Quem pensa que vida de musa termina na academia está enganado. Após o treino, começa a rotina profissional de Lyllian. Ela trabalha com eventos, tem um workshop sobre samba e participa de um coletivo de mulheres chamado Elas por Elas, onde ministra aulas de dança afro e samba de roda para cerca de 25 pessoas. Depois, ainda há os ensaios.
Passista de carteirinha
Quinta-feira, 19h, e Lyllian já está pronta para mais um ensaio. Com um sorriso no rosto, a musa da agremiação é cumprimentada a cada passo dado na Praça 14 Bis, na Bela Vista, centro de São Paulo. Ela entra no prédio onde funciona a sede social da Vai-Vai e aguarda, observando do alto, a movimentação de integrantes e público.
As baianas se organizam em um grande círculo e dão abertura para os casais de mestre-sala e porta-bandeira. A bateria afina os últimos detalhes e, no palco, os intérpretes começam o canto de exaltação da escola. Depois de alguns instantes, o ensaio começa. Lyllian sai correndo, desce as escadas e logo se posiciona entre duas alas. Neste ano, a musa vai desfilar pela primeira vez em um carro alegórico.

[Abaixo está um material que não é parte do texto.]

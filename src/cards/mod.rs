pub mod board;
pub use board::*;

pub mod card;
pub use card::*;

pub mod deck;
pub use deck::*;

pub mod hand;
pub use hand::*;

pub mod hole;
pub use hole::*;

pub mod rank;
pub use rank::*;

pub mod street;
pub use street::*;

pub mod suit;
pub use suit::*;
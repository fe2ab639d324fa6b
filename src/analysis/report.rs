use super::draws::Draw;
use super::outs::Outs;
use super::texture::Texture;
use crate::Percent;
use crate::cards::street::Street;
use crate::evaluation::ranking::Ranking;
use crate::evaluation::strength::Strength;
use crate::simulation::heatmap::Heatmap;
use serde::Serialize;
use std::collections::BTreeMap;

/// Everything a full analysis has to say about one scenario.
#[derive(Debug, Clone, PartialEq, Serialize)]
pub struct Report {
    pub street: Option<Street>,
    pub current: Option<Strength>,
    pub win: Percent,
    pub tie: Percent,
    pub loss: Percent,
    pub outs: Outs,
    pub texture: Vec<Texture>,
    pub heatmap: Heatmap,
    pub draws: Vec<Draw>,
    pub draw_probability: Percent,
    pub distribution: BTreeMap<Ranking, Percent>,
    pub winning: BTreeMap<Ranking, Percent>,
}

impl std::fmt::Display for Report {
    fn fmt(&self, f: &mut std::fmt::Formatter) -> std::fmt::Result {
        match self.street {
            Some(street) => writeln!(f, "street   {}", street)?,
            None => writeln!(f, "street   -")?,
        }
        if let Some(current) = self.current {
            writeln!(f, "holding  {}", current)?;
        }
        writeln!(
            f,
            "win {:>6.2}%  tie {:>6.2}%  loss {:>6.2}%",
            self.win, self.tie, self.loss
        )?;
        if !self.outs.is_empty() {
            write!(f, "outs     {:>2} ({:.1}%) ", self.outs.len(), self.outs.probability())?;
            for card in self.outs.cards() {
                write!(f, "{} ", card)?;
            }
            writeln!(f)?;
        }
        for texture in self.texture.iter() {
            writeln!(f, "board    {}", texture)?;
        }
        for draw in self.draws.iter() {
            writeln!(f, "draw     {}", draw)?;
        }
        if !self.draws.is_empty() {
            writeln!(f, "drawing  {:.1}%", self.draw_probability)?;
        }
        for (ranking, percent) in self.distribution.iter().rev() {
            writeln!(f, "{:<14} {:>6.2}%", ranking.to_string(), percent)?;
        }
        Ok(())
    }
}
use super::card::Card;

/// Hand represents an unordered set of Cards. We avoid heap allocation and
/// use a single word for the full Hand independent of size, stored as a u64
/// whose 52 LSBs each represent a unique card in the (unordered) set.
#[derive(Debug, Default, Clone, Copy, Hash, PartialEq, Eq, PartialOrd, Ord)]
pub struct Hand(u64);

impl Hand {
    pub const fn empty() -> Self {
        Self(0)
    }
    pub const fn mask() -> u64 {
        0x000FFFFFFFFFFFFF
    }

    /// union of two disjoint sets
    pub fn add(lhs: Self, rhs: Self) -> Self {
        assert!(lhs.0 & rhs.0 == 0, "overlapping hands {} {}", lhs, rhs);
        Self(lhs.0 | rhs.0)
    }
    pub fn complement(&self) -> Self {
        Self(self.0 ^ Self::mask())
    }
    pub fn size(&self) -> usize {
        self.0.count_ones() as usize
    }
    pub fn contains(&self, card: &Card) -> bool {
        self.0 & u64::from(*card) != 0
    }
    pub fn remove(&mut self, card: Card) {
        self.0 &= !u64::from(card);
    }
}

/// we can empty a hand from low to high
/// by removing the lowest card until the hand is empty
impl Iterator for Hand {
    type Item = Card;
    fn next(&mut self) -> Option<Self::Item> {
        if self.0 == 0 {
            None
        } else {
            let card = Card::from(self.0.trailing_zeros() as u8);
            self.remove(card);
            Some(card)
        }
    }
}

/// u64 isomorphism
/// [2c, Ts, Jc, Js]
/// xxxxxxxxxxxx 0000000000000000101100000000000000000000000000000001
impl From<u64> for Hand {
    fn from(n: u64) -> Self {
        Self(n & Self::mask())
    }
}
impl From<Hand> for u64 {
    fn from(h: Hand) -> Self {
        h.0
    }
}

impl From<Card> for Hand {
    fn from(card: Card) -> Self {
        Self(u64::from(card))
    }
}

/// Vec<Card> isomorphism (up to Vec permutation, this always comes out sorted)
/// duplicates collapse, so callers that care must compare sizes
impl From<Hand> for Vec<Card> {
    fn from(h: Hand) -> Self {
        h.collect()
    }
}
impl From<&[Card]> for Hand {
    fn from(cards: &[Card]) -> Self {
        Self(cards.iter().map(|c| u64::from(*c)).fold(0u64, |a, b| a | b))
    }
}

impl std::fmt::Display for Hand {
    fn fmt(&self, f: &mut std::fmt::Formatter) -> std::fmt::Result {
        for card in *self {
            write!(f, "{} ", card)?;
        }
        Ok(())
    }
}
use crate::cards::board::Board;
use crate::cards::hand::Hand;

/// A danger signal read off the board alone.
#[derive(Debug, Clone, Copy, Hash, PartialEq, Eq, PartialOrd, Ord)]
pub enum Texture {
    /// three or more cards of one suit
    FlushDanger,
    /// exactly two cards of one suit
    FlushDraw,
    PairedBoard,
    TripsOnBoard,
    /// three distinct ranks within a span of four
    StraightDraw,
}

impl Texture {
    /// Board alerts, empty before the flop.
    pub fn read(board: Board) -> Vec<Self> {
        if board.size() < 3 {
            return Vec::new();
        }
        let mut suits = [0u8; 4];
        let mut ranks = [0u8; 13];
        for card in Hand::from(board) {
            suits[u8::from(card.suit()) as usize] += 1;
            ranks[u8::from(card.rank()) as usize] += 1;
        }
        let mut alerts = Vec::new();
        match suits.iter().max().copied().unwrap_or_default() {
            3.. => alerts.push(Texture::FlushDanger),
            2 => alerts.push(Texture::FlushDraw),
            _ => {}
        }
        let most = ranks.iter().max().copied().unwrap_or_default();
        if most >= 2 {
            alerts.push(Texture::PairedBoard);
        }
        if most >= 3 {
            alerts.push(Texture::TripsOnBoard);
        }
        let distinct = (0..13u8)
            .filter(|&r| ranks[r as usize] > 0)
            .collect::<Vec<u8>>();
        if distinct.windows(3).any(|w| w[2] - w[0] <= 4) {
            alerts.push(Texture::StraightDraw);
        }
        alerts
    }
}

impl std::fmt::Display for Texture {
    fn fmt(&self, f: &mut std::fmt::Formatter) -> std::fmt::Result {
        match self {
            Texture::FlushDanger => write!(f, "flush danger (3+ suited)"),
            Texture::FlushDraw => write!(f, "flush draw possible"),
            Texture::PairedBoard => write!(f, "paired board"),
            Texture::TripsOnBoard => write!(f, "trips on board"),
            Texture::StraightDraw => write!(f, "straight draw possible"),
        }
    }
}

impl serde::Serialize for Texture {
    fn serialize<S>(&self, serializer: S) -> Result<S::Ok, S::Error>
    where
        S: serde::Serializer,
    {
        serializer.collect_str(self)
    }
}
use super::ranking::Ranking;
use crate::cards::rank::Rank;

/// A hand's tie-break within its category.
///
/// Rank indices packed in 4-bit fields, most significant first: for a pair,
/// the paired rank in bits 12..16 then three kickers. Fields never exceed 12,
/// so integer comparison orders hands of the *same* [`Ranking`]. Values from
/// different categories are not comparable.
#[derive(Debug, Default, Clone, Copy, Hash, Eq, PartialEq, PartialOrd, Ord)]
pub struct Kickers(u32);

impl Kickers {
    /// widest layout is five fields
    pub const BITS: u32 = 20;

    /// pack rank indices, most significant first
    pub fn pack(ranks: impl IntoIterator<Item = u8>) -> Self {
        Self(ranks.into_iter().fold(0u32, |acc, r| acc << 4 | r as u32))
    }
    /// unpack the fields a category is known to carry
    pub fn ranks(&self, ranking: Ranking) -> Vec<Rank> {
        (0..ranking.n_fields())
            .rev()
            .map(|i| (self.0 >> (4 * i)) & 0xF)
            .map(|n| Rank::from(n as u8))
            .collect()
    }
}

/// u32 isomorphism
impl From<Kickers> for u32 {
    fn from(k: Kickers) -> Self {
        k.0
    }
}
impl From<u32> for Kickers {
    fn from(n: u32) -> Self {
        Self(n)
    }
}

"É que eu sou da pele preta/Quilombo do povo/Sou Vai-Vai/Um privilégio que não é pra qualquer um/ Protegido e abençoado por Ogun", diz a letra do samba-enredo da escola, que neste ano levará para a avenida uma viagem no tempo de um africano contador de histórias.
Sem glamour
A vida de passista exige muita dedicação: "Respiro Carnaval o ano todo, é uma loucura", conta Lyllian.
"Você se doa e às vezes nem presta atenção no quanto você está se doando. 'Você comeu hoje?' Não, eu não comi. O que eu fiz? Eu fui dançar. Aí você para e pensa 'O que eu estou fazendo?'".
Segundo Lyllian, porém, a atividade puxada também é gratificante e vale cada perrengue que ela já enfrentou na avenida:
"Nunca caí na avenida, mas estava chovendo demais, então resolvi tirar a sandália. No momento em que eu tirei, acho que me senti muito segura, fui com tudo e caí com o joelho no chão", relembra.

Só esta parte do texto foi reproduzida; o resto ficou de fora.